Last year, Ireland was the fourth most expensive for energy costs in the EU.
Mr Hughes said there’s nothing the Government can do to reverse the trend in global oil prices, transport costs, and semiconductor production that is feeding into inflation globally.
The hackneyed phrase of Ireland being a “small, open economy” means that these global changes often make their presence felt here.
It is therefore often hard to insulate Ireland from “nasty global developments” according to Mr Hughes.
However, in terms of the rising fuel costs, Mr Faughnan noted that it was taxes — including carbon taxes — on petrol and diesel that was also contributing to high costs many are facing.
“The current oil price isn’t unprecedented,” he said. “The fact it’s so expensive here is a choice of the Irish Government.”
In the near-to-medium term, the view seems to be that the answer to this is an unfortunate yes.
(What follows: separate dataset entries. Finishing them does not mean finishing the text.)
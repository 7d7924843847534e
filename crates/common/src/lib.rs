//! Shared types for the tilegrid renderer.
//!
//! # Invariants
//! - A `TilemapMeta` never holds a zero grid or sheet width.
//! - Buffer contents only change through a `BufferAllocator`.

mod alloc;
mod error;
mod types;

pub use alloc::{BufferAllocator, BufferKind, HostAllocator, write_end};
pub use error::RenderError;
pub use types::{
    BufferHandle, QUAD_INDICES, TextureHandle, Tile, TilemapData, TilemapMeta, Vertex,
    split_index, unit_quad,
};
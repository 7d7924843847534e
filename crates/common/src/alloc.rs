use crate::{BufferHandle, RenderError};

/// How a buffer is bound to the pipelines.
#[derive(Debug, Clone, Copy, PartialEq, Eq)]
pub enum BufferKind {
    /// Small, per-frame data (binding 0).
    Uniform,
    /// Read-only storage data (binding 1).
    Storage,
    /// Per-instance vertex data (instanced sprite fallback).
    Instance,
}

/// Backend seam for creating and writing GPU-visible buffers.
///
/// Writes are ordered: a write issued before a frame is submitted is visible
/// to that frame, and never to a frame already in flight.
pub trait BufferAllocator {
    /// Allocate a zero-filled buffer of `size` bytes.
    fn allocate(
        &mut self,
        kind: BufferKind,
        label: &str,
        size: u64,
    ) -> Result<BufferHandle, RenderError>;

    /// Write `bytes` at `offset`. The range must fit the buffer's capacity.
    fn write(&mut self, handle: BufferHandle, offset: u64, bytes: &[u8])
    -> Result<(), RenderError>;

    /// Allocated size in bytes, or `None` for an unknown handle.
    fn capacity(&self, handle: BufferHandle) -> Option<u64>;

    /// Bytes from the start of the buffer that hold current data.
    ///
    /// Writes extend it; `set_data_len` shrinks it after a smaller upload so
    /// backends can reject draws that would read past the live data.
    fn data_len(&self, handle: BufferHandle) -> Option<u64>;

    /// Mark only the first `len` bytes as current. `len` must fit the capacity.
    fn set_data_len(&mut self, handle: BufferHandle, len: u64) -> Result<(), RenderError>;

    /// Free a buffer. Unknown handles are ignored.
    fn release(&mut self, handle: BufferHandle);
}

/// End offset of a write, or `OutOfRange` when it overflows or passes `capacity`.
pub fn write_end(offset: u64, len: usize, capacity: u64) -> Result<u64, RenderError> {
    match offset.checked_add(len as u64) {
        Some(end) if end <= capacity => Ok(end),
        end => Err(RenderError::OutOfRange {
            requested: end.unwrap_or(u64::MAX),
            available: capacity,
        }),
    }
}

/// Same default as wgpu's `Limits::max_buffer_size`.
const DEFAULT_MAX_BUFFER_SIZE: u64 = 1 << 28;

#[derive(Debug, Clone)]
struct HostBuffer {
    kind: BufferKind,
    label: String,
    bytes: Vec<u8>,
    data_len: u64,
}

/// Buffer allocator backed by host memory.
///
/// Used by the CPU debug renderer and by tests to inspect exactly what a
/// GPU backend would receive.
#[derive(Debug, Clone)]
pub struct HostAllocator {
    slots: Vec<Option<HostBuffer>>,
    max_buffer_size: u64,
}

impl Default for HostAllocator {
    fn default() -> Self {
        Self {
            slots: Vec::new(),
            max_buffer_size: DEFAULT_MAX_BUFFER_SIZE,
        }
    }
}

impl HostAllocator {
    pub fn new() -> Self {
        Self::default()
    }

    /// Allocator that refuses buffers larger than `max_buffer_size` bytes.
    pub fn with_limit(max_buffer_size: u64) -> Self {
        Self {
            max_buffer_size,
            ..Self::default()
        }
    }

    /// Current contents of a buffer.
    pub fn contents(&self, handle: BufferHandle) -> Option<&[u8]> {
        self.slot(handle).map(|b| b.bytes.as_slice())
    }

    pub fn kind(&self, handle: BufferHandle) -> Option<BufferKind> {
        self.slot(handle).map(|b| b.kind)
    }

    pub fn label(&self, handle: BufferHandle) -> Option<&str> {
        self.slot(handle).map(|b| b.label.as_str())
    }

    /// Number of buffers currently allocated.
    pub fn live_buffers(&self) -> usize {
        self.slots.iter().filter(|s| s.is_some()).count()
    }

    fn slot(&self, handle: BufferHandle) -> Option<&HostBuffer> {
        self.slots.get(handle.0 as usize).and_then(Option::as_ref)
    }
}

impl BufferAllocator for HostAllocator {
    fn allocate(
        &mut self,
        kind: BufferKind,
        label: &str,
        size: u64,
    ) -> Result<BufferHandle, RenderError> {
        if size > self.max_buffer_size {
            return Err(RenderError::ResourceExhausted(format!(
                "{label}: {size} bytes exceeds the {} byte buffer limit",
                self.max_buffer_size
            )));
        }
        let buffer = HostBuffer {
            kind,
            label: label.to_owned(),
            bytes: vec![0; size as usize],
            data_len: 0,
        };
        let index = match self.slots.iter().position(Option::is_none) {
            Some(free) => {
                self.slots[free] = Some(buffer);
                free
            }
            None => {
                self.slots.push(Some(buffer));
                self.slots.len() - 1
            }
        };
        tracing::trace!(label, size, index, "host buffer allocated");
        Ok(BufferHandle(index as u32))
    }

    fn write(
        &mut self,
        handle: BufferHandle,
        offset: u64,
        bytes: &[u8],
    ) -> Result<(), RenderError> {
        let buffer = self
            .slots
            .get_mut(handle.0 as usize)
            .and_then(Option::as_mut)
            .ok_or(RenderError::UnknownHandle {
                kind: "buffer",
                id: handle.0,
            })?;
        let end = write_end(offset, bytes.len(), buffer.bytes.len() as u64)?;
        buffer.bytes[offset as usize..end as usize].copy_from_slice(bytes);
        buffer.data_len = buffer.data_len.max(end);
        Ok(())
    }

    fn capacity(&self, handle: BufferHandle) -> Option<u64> {
        self.slot(handle).map(|b| b.bytes.len() as u64)
    }

    fn data_len(&self, handle: BufferHandle) -> Option<u64> {
        self.slot(handle).map(|b| b.data_len)
    }

    fn set_data_len(&mut self, handle: BufferHandle, len: u64) -> Result<(), RenderError> {
        let buffer = self
            .slots
            .get_mut(handle.0 as usize)
            .and_then(Option::as_mut)
            .ok_or(RenderError::UnknownHandle {
                kind: "buffer",
                id: handle.0,
            })?;
        let capacity = buffer.bytes.len() as u64;
        if len > capacity {
            return Err(RenderError::OutOfRange {
                requested: len,
                available: capacity,
            });
        }
        buffer.data_len = len;
        Ok(())
    }

    fn release(&mut self, handle: BufferHandle) {
        if let Some(slot) = self.slots.get_mut(handle.0 as usize) {
            *slot = None;
        }
    }
}

#[cfg(test)]
mod tests {
    use super::*;

    #[test]
    fn allocate_write_read() {
        let mut host = HostAllocator::new();
        let h = host.allocate(BufferKind::Storage, "tiles", 8).unwrap();
        host.write(h, 4, &[1, 2, 3, 4]).unwrap();
        assert_eq!(host.contents(h), Some(&[0, 0, 0, 0, 1, 2, 3, 4][..]));
        assert_eq!(host.kind(h), Some(BufferKind::Storage));
        assert_eq!(host.label(h), Some("tiles"));
    }

    #[test]
    fn write_past_end_is_rejected() {
        let mut host = HostAllocator::new();
        let h = host.allocate(BufferKind::Uniform, "t", 4).unwrap();
        let err = host.write(h, 2, &[0; 4]).unwrap_err();
        assert_eq!(
            err,
            RenderError::OutOfRange {
                requested: 6,
                available: 4
            }
        );
    }

    #[test]
    fn huge_offsets_do_not_wrap() {
        let mut host = HostAllocator::new();
        let h = host.allocate(BufferKind::Storage, "tiles", 16).unwrap();
        assert_eq!(
            host.write(h, u64::MAX - 1, &[0; 4]),
            Err(RenderError::OutOfRange {
                requested: u64::MAX,
                available: 16
            })
        );
        assert_eq!(host.data_len(h), Some(0));
    }

    #[test]
    fn data_len_follows_writes_and_shrinks_on_request() {
        let mut host = HostAllocator::new();
        let h = host.allocate(BufferKind::Storage, "tiles", 32).unwrap();
        assert_eq!(host.data_len(h), Some(0));
        host.write(h, 8, &[1; 8]).unwrap();
        assert_eq!(host.data_len(h), Some(16));
        host.write(h, 0, &[2; 4]).unwrap();
        assert_eq!(host.data_len(h), Some(16));
        host.set_data_len(h, 4).unwrap();
        assert_eq!(host.data_len(h), Some(4));
        assert!(host.set_data_len(h, 33).is_err());
        assert_eq!(host.capacity(h), Some(32));
    }

    #[test]
    fn limit_reports_resource_exhausted() {
        let mut host = HostAllocator::with_limit(64);
        assert!(host.allocate(BufferKind::Uniform, "ok", 64).is_ok());
        assert!(matches!(
            host.allocate(BufferKind::Storage, "big", 65),
            Err(RenderError::ResourceExhausted(_))
        ));
    }

    #[test]
    fn released_slots_are_reused() {
        let mut host = HostAllocator::new();
        let a = host.allocate(BufferKind::Uniform, "a", 4).unwrap();
        let b = host.allocate(BufferKind::Uniform, "b", 4).unwrap();
        host.release(a);
        assert_eq!(host.live_buffers(), 1);
        assert!(host.contents(a).is_none());
        let c = host.allocate(BufferKind::Uniform, "c", 4).unwrap();
        assert_eq!(c, a);
        assert_ne!(c, b);
        assert!(matches!(
            host.write(BufferHandle(99), 0, &[]),
            Err(RenderError::UnknownHandle { .. })
        ));
    }
}
use std::mem::size_of;

use tilegrid_common::{
    BufferAllocator, BufferHandle, BufferKind, QUAD_INDICES, RenderError, TextureHandle, Vertex,
    unit_quad, write_end,
};
use tilegrid_render::{
    DrawCommand, FramePlan, RenderConfig, SPRITE_PUSH_SIZE, SpriteMode, SpritePush,
    TRANSFORMS_SIZE, check_tile_extent,
};
use wgpu::util::DeviceExt;

use crate::shaders;

const QUAD_ATTRIBUTES: [wgpu::VertexAttribute; 2] =
    wgpu::vertex_attr_array![0 => Float32x2, 1 => Float32x3];

const SPRITE_INSTANCE_ATTRIBUTES: [wgpu::VertexAttribute; 4] = wgpu::vertex_attr_array![
    2 => Float32x2,
    3 => Uint32x2,
    4 => Float32x2,
    5 => Float32x2,
];

/// How sprite draws are issued on this device.
#[derive(Debug, Clone, Copy, PartialEq, Eq)]
pub enum SpritePath {
    PushConstants,
    Instanced,
}

/// Pick the sprite path for a device.
///
/// `Auto` falls back to instancing when push constants are missing;
/// an explicit `PushConstants` request on such a device is a config error.
pub fn resolve_sprite_path(
    mode: SpriteMode,
    features: wgpu::Features,
    limits: &wgpu::Limits,
) -> Result<SpritePath, RenderError> {
    let push_supported = features.contains(wgpu::Features::PUSH_CONSTANTS)
        && limits.max_push_constant_size as usize >= SPRITE_PUSH_SIZE;
    match mode {
        SpriteMode::Auto if push_supported => Ok(SpritePath::PushConstants),
        SpriteMode::Auto => {
            tracing::warn!("push constants unavailable, sprites will be instanced");
            Ok(SpritePath::Instanced)
        }
        SpriteMode::PushConstants if push_supported => Ok(SpritePath::PushConstants),
        SpriteMode::PushConstants => Err(RenderError::InvalidConfig(
            "sprite_mode = push_constants but the device has no push constant support".into(),
        )),
        SpriteMode::Instanced => Ok(SpritePath::Instanced),
    }
}

/// A run of consecutive sprite draws that share a sheet.
#[derive(Debug, Clone, PartialEq, Eq)]
pub struct SpriteBatch {
    pub sheet: TextureHandle,
    /// Index of the first sprite in the frame's sprite list.
    pub first: u32,
    pub count: u32,
}
//! wgpu render backend for tilegrid.
//!
//! Executes `FramePlan`s with two pipelines: instanced tilemap quads reading
//! a storage buffer, and sprite quads fed by push constants (or an instance
//! buffer on devices without them).
//!
//! # Invariants
//! - Bindings are fixed: 0 transforms, 1 tilemap data, 3 sheet texture, 4 sampler.
//! - Every handle in a plan is checked before anything is encoded.
//! - Host writes go through `Queue::write_buffer` and land before the next submit.

mod gpu;
mod headless;
mod shaders;

pub use gpu::{FrameStats, SpriteBatch, SpritePath, WgpuTileRenderer, resolve_sprite_path};
pub use headless::{OFFSCREEN_FORMAT, OffscreenTarget, request_headless_device};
This is especially as those global factors outside of our control remain uncertain.
Central Bank governor Gabriel Makhlouf recently described the surge in energy prices as “spectacular” and said that while they expect energy prices to moderate by the end of 2022, “it may take time for people to experience it in view of the lag between wholesale and consumer prices”.
The next edition of the CSO’s consumer price index, due out next Thursday covering January 2022, may set a tone for the year with another expected rise in the cost of living.
KBC’s Mr Hughes also believes that the current inflationary pressures will persist for the next six-to-nine months.
“It will be painful, but what we need is to prevent inflation being built into the system,” he said.
“In the redesign of the post-Covid economy, you don’t want to make [high inflation] a feature.”
Speaking ahead of the Government’s announcement of its package to deal with cost-of-living rises, Mr Hughes said targeted relief to those who need it most would be essential in supporting people in the near term.
“I do think with a bit of luck we can get to the other side of this,” he said. “It’ll be temporary.
It’s like a bad sting. Giving you pain relief doesn’t mean you’ll wake up tomorrow and there’ll be no pain. But it’s that bit to help you now.
“We have to bear in mind that it is very important to make sure the cost of living doesn’t really change the capacity to live for some households,” he added.